----- INFORMATION GIVEN

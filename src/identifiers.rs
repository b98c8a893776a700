//! Routing numbers and version strings.
//!
//! Routing numbers have the form `RTG-{SITE}-{PART}-{SEQ}` where `SEQ` is the
//! next unused integer for the (site, part) pair, zero padded. Storage
//! backends call [`RoutingNumberFormat::next_number`] inside the same
//! transaction that inserts the routing, so the uniqueness check and the
//! insert cannot interleave with another creator. Site codes never contain
//! `-` (see [`validate_site_code`]), so a number names exactly one pair.
//!
//! Versions are dotted numeric strings with at least a major and minor
//! component. [`increment_version`] bumps the minor component.

use std::cmp::Ordering;
use std::sync::OnceLock;

use regex_lite::Regex;

use crate::error::{RoutingError, RoutingResult};
use crate::types::{PartId, SiteId};

/// Version assigned to a routing created without one.
pub const INITIAL_VERSION: &str = "1.0";

fn version_regex() -> &'static Regex {
    static VERSION: OnceLock<Regex> = OnceLock::new();
    VERSION.get_or_init(|| {
        Regex::new(r"^[0-9]+(\.[0-9]+)+$").expect("version pattern is valid")
    })
}

/// Parse a dotted numeric version into its components.
pub fn parse_version(version: &str) -> RoutingResult<Vec<u64>> {
    let format_error = || RoutingError::VersionFormat {
        version: version.to_string(),
    };
    if !version_regex().is_match(version) {
        return Err(format_error());
    }
    version
        .split('.')
        .map(|part| part.parse::<u64>().map_err(|_| format_error()))
        .collect()
}

/// Increment the minor component: "1.0" -> "1.1", "2.9.4" -> "2.10.4".
pub fn increment_version(current: &str) -> RoutingResult<String> {
    let mut parts = parse_version(current)?;
    parts[1] = parts[1].checked_add(1).ok_or_else(|| RoutingError::VersionFormat {
        version: current.to_string(),
    })?;
    Ok(parts
        .iter()
        .map(|p| p.to_string())
        .collect::<Vec<_>>()
        .join("."))
}

/// Numeric comparison of two versions ("1.10" > "1.9").
///
/// Malformed versions sort before well-formed ones and compare lexically
/// among themselves, so listing never fails on legacy data.
pub fn compare_versions(a: &str, b: &str) -> Ordering {
    match (parse_version(a), parse_version(b)) {
        (Ok(pa), Ok(pb)) => {
            let len = pa.len().max(pb.len());
            for i in 0..len {
                let x = pa.get(i).copied().unwrap_or(0);
                let y = pb.get(i).copied().unwrap_or(0);
                match x.cmp(&y) {
                    Ordering::Equal => continue,
                    ord => return ord,
                }
            }
            Ordering::Equal
        }
        (Ok(_), Err(_)) => Ordering::Greater,
        (Err(_), Ok(_)) => Ordering::Less,
        (Err(_), Err(_)) => a.cmp(b),
    }
}

/// Highest version among `versions`, by [`compare_versions`].
pub fn max_version<'a, I>(versions: I) -> Option<&'a str>
where
    I: IntoIterator<Item = &'a str>,
{
    versions.into_iter().max_by(|a, b| compare_versions(a, b))
}

/// Reject site codes that would make routing numbers ambiguous.
///
/// With `-` excluded from the site, the site ends at the first separator and
/// the sequence is the trailing digit run, so parts may still contain `-`.
pub fn validate_site_code(site: &SiteId) -> RoutingResult<()> {
    let code = site.as_str();
    if code.is_empty() || code.contains('-') {
        return Err(RoutingError::InvalidSiteCode { site: site.clone() });
    }
    Ok(())
}

/// Routing-number layout.
#[derive(Debug, Clone, PartialEq, Eq)]
pub struct RoutingNumberFormat {
    /// Leading token, `RTG` by default.
    pub prefix: String,
    /// Zero padding of the sequence.
    pub sequence_width: usize,
}

impl Default for RoutingNumberFormat {
    fn default() -> Self {
        Self {
            prefix: "RTG".to_string(),
            sequence_width: 3,
        }
    }
}

impl RoutingNumberFormat {
    /// Prefix shared by every number of a (site, part) pair, e.g. `RTG-DAL-PN001-`.
    pub fn pair_prefix(&self, site: &SiteId, part: &PartId) -> String {
        format!("{}-{}-{}-", self.prefix, site, part)
    }

    /// Render a routing number.
    pub fn format(&self, site: &SiteId, part: &PartId, sequence: u32) -> String {
        format!(
            "{}{:0width$}",
            self.pair_prefix(site, part),
            sequence,
            width = self.sequence_width
        )
    }

    /// Sequence of `number` if it belongs to the (site, part) pair.
    pub fn sequence_of(&self, number: &str, site: &SiteId, part: &PartId) -> Option<u32> {
        let rest = number.strip_prefix(&self.pair_prefix(site, part))?;
        if rest.is_empty() || !rest.bytes().all(|b| b.is_ascii_digit()) {
            return None;
        }
        rest.parse().ok()
    }

    /// Next unused routing number for (site, part) given all numbers already taken.
    pub fn next_number<'a, I>(&self, site: &SiteId, part: &PartId, existing: I) -> String
    where
        I: IntoIterator<Item = &'a str>,
    {
        let next = existing
            .into_iter()
            .filter_map(|n| self.sequence_of(n, site, part))
            .max()
            .map(|max| max.saturating_add(1))
            .unwrap_or(1);
        self.format(site, part, next)
    }
}

/// Next routing number in the default `RTG-{SITE}-{PART}-{SEQ:03}` layout.
pub fn generate_routing_number<'a, I>(site: &SiteId, part: &PartId, existing: I) -> String
where
    I: IntoIterator<Item = &'a str>,
{
    RoutingNumberFormat::default().next_number(site, part, existing)
}

#[cfg(test)]
mod tests {
    use super::*;

    #[test]
    fn test_increment_minor() {
        assert_eq!(increment_version("1.0").unwrap(), "1.1");
        assert_eq!(increment_version("1.9").unwrap(), "1.10");
        assert_eq!(increment_version("2.3.7").unwrap(), "2.4.7");
    }

    #[test]
    fn test_malformed_versions_rejected() {
        for bad in ["", "1", "1.", ".1", "1.a", "v1.0", "1..0", "1.0 "] {
            assert!(
                matches!(increment_version(bad), Err(RoutingError::VersionFormat { .. })),
                "{bad:?} should be rejected"
            );
        }
    }

    #[test]
    fn test_numeric_version_ordering() {
        assert_eq!(compare_versions("1.10", "1.9"), Ordering::Greater);
        assert_eq!(compare_versions("1.0", "1.0.0"), Ordering::Equal);
        assert_eq!(compare_versions("garbage", "0.1"), Ordering::Less);
        assert_eq!(max_version(["1.2", "1.10", "1.9"]), Some("1.10"));
    }

    #[test]
    fn test_first_routing_number() {
        let n = generate_routing_number(&SiteId::from("DAL"), &PartId::from("PN001"), []);
        assert_eq!(n, "RTG-DAL-PN001-001");
    }

    #[test]
    fn test_next_number_skips_other_pairs() {
        let site = SiteId::from("DAL");
        let part = PartId::from("PN001");
        let existing = [
            "RTG-DAL-PN001-001",
            "RTG-DAL-PN001-007",
            "RTG-DAL-PN0012-050",
            "RTG-HOU-PN001-099",
        ];
        let n = generate_routing_number(&site, &part, existing.iter().copied());
        assert_eq!(n, "RTG-DAL-PN001-008");
    }

    #[test]
    fn test_site_codes_with_separator_rejected() {
        assert!(validate_site_code(&SiteId::from("DAL")).is_ok());
        for bad in ["", "DAL-A", "-", "DAL-"] {
            assert_eq!(
                validate_site_code(&SiteId::from(bad)),
                Err(RoutingError::InvalidSiteCode { site: SiteId::from(bad) }),
                "{bad:?} should be rejected"
            );
        }
    }

    #[test]
    fn test_dashed_parts_keep_separate_sequences() {
        let site = SiteId::from("DAL");
        let existing = ["RTG-DAL-A-1-004", "RTG-DAL-A-002"];
        let dashed = generate_routing_number(&site, &PartId::from("A-1"), existing.iter().copied());
        let plain = generate_routing_number(&site, &PartId::from("A"), existing.iter().copied());
        assert_eq!(dashed, "RTG-DAL-A-1-005");
        assert_eq!(plain, "RTG-DAL-A-003");
    }

    #[test]
    fn test_custom_format() {
        let format = RoutingNumberFormat {
            prefix: "RT".to_string(),
            sequence_width: 5,
        };
        let n = format.format(&SiteId::from("S1"), &PartId::from("P"), 42);
        assert_eq!(n, "RT-S1-P-00042");
        assert_eq!(format.sequence_of(&n, &SiteId::from("S1"), &PartId::from("P")), Some(42));
    }
}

----------

Only one stretch of the records above is wanted: the lines between the one holding "zero padded. Storage" and the one holding "let y = pb.get(i).copied().unwrap_or(0);", inclusive, reproduced exactly.

ANSWER SPACE -
//! next unused integer for the (site, part) pair, zero padded. Storage
//! backends call [`RoutingNumberFormat::next_number`] inside the same
//! transaction that inserts the routing, so the uniqueness check and the
//! insert cannot interleave with another creator. Site codes never contain
//! `-` (see [`validate_site_code`]), so a number names exactly one pair.
//!
//! Versions are dotted numeric strings with at least a major and minor
//! component. [`increment_version`] bumps the minor component.

use std::cmp::Ordering;
use std::sync::OnceLock;

use regex_lite::Regex;

use crate::error::{RoutingError, RoutingResult};
use crate::types::{PartId, SiteId};

/// Version assigned to a routing created without one.
pub const INITIAL_VERSION: &str = "1.0";

fn version_regex() -> &'static Regex {
    static VERSION: OnceLock<Regex> = OnceLock::new();
    VERSION.get_or_init(|| {
        Regex::new(r"^[0-9]+(\.[0-9]+)+$").expect("version pattern is valid")
    })
}

/// Parse a dotted numeric version into its components.
pub fn parse_version(version: &str) -> RoutingResult<Vec<u64>> {
    let format_error = || RoutingError::VersionFormat {
        version: version.to_string(),
    };
    if !version_regex().is_match(version) {
        return Err(format_error());
    }
    version
        .split('.')
        .map(|part| part.parse::<u64>().map_err(|_| format_error()))
        .collect()
}

/// Increment the minor component: "1.0" -> "1.1", "2.9.4" -> "2.10.4".
pub fn increment_version(current: &str) -> RoutingResult<String> {
    let mut parts = parse_version(current)?;
    parts[1] = parts[1].checked_add(1).ok_or_else(|| RoutingError::VersionFormat {
        version: current.to_string(),
    })?;
    Ok(parts
        .iter()
        .map(|p| p.to_string())
        .collect::<Vec<_>>()
        .join("."))
}

/// Numeric comparison of two versions ("1.10" > "1.9").
///
/// Malformed versions sort before well-formed ones and compare lexically
/// among themselves, so listing never fails on legacy data.
pub fn compare_versions(a: &str, b: &str) -> Ordering {
    match (parse_version(a), parse_version(b)) {
        (Ok(pa), Ok(pb)) => {
            let len = pa.len().max(pb.len());
            for i in 0..len {
                let x = pa.get(i).copied().unwrap_or(0);
                let y = pb.get(i).copied().unwrap_or(0);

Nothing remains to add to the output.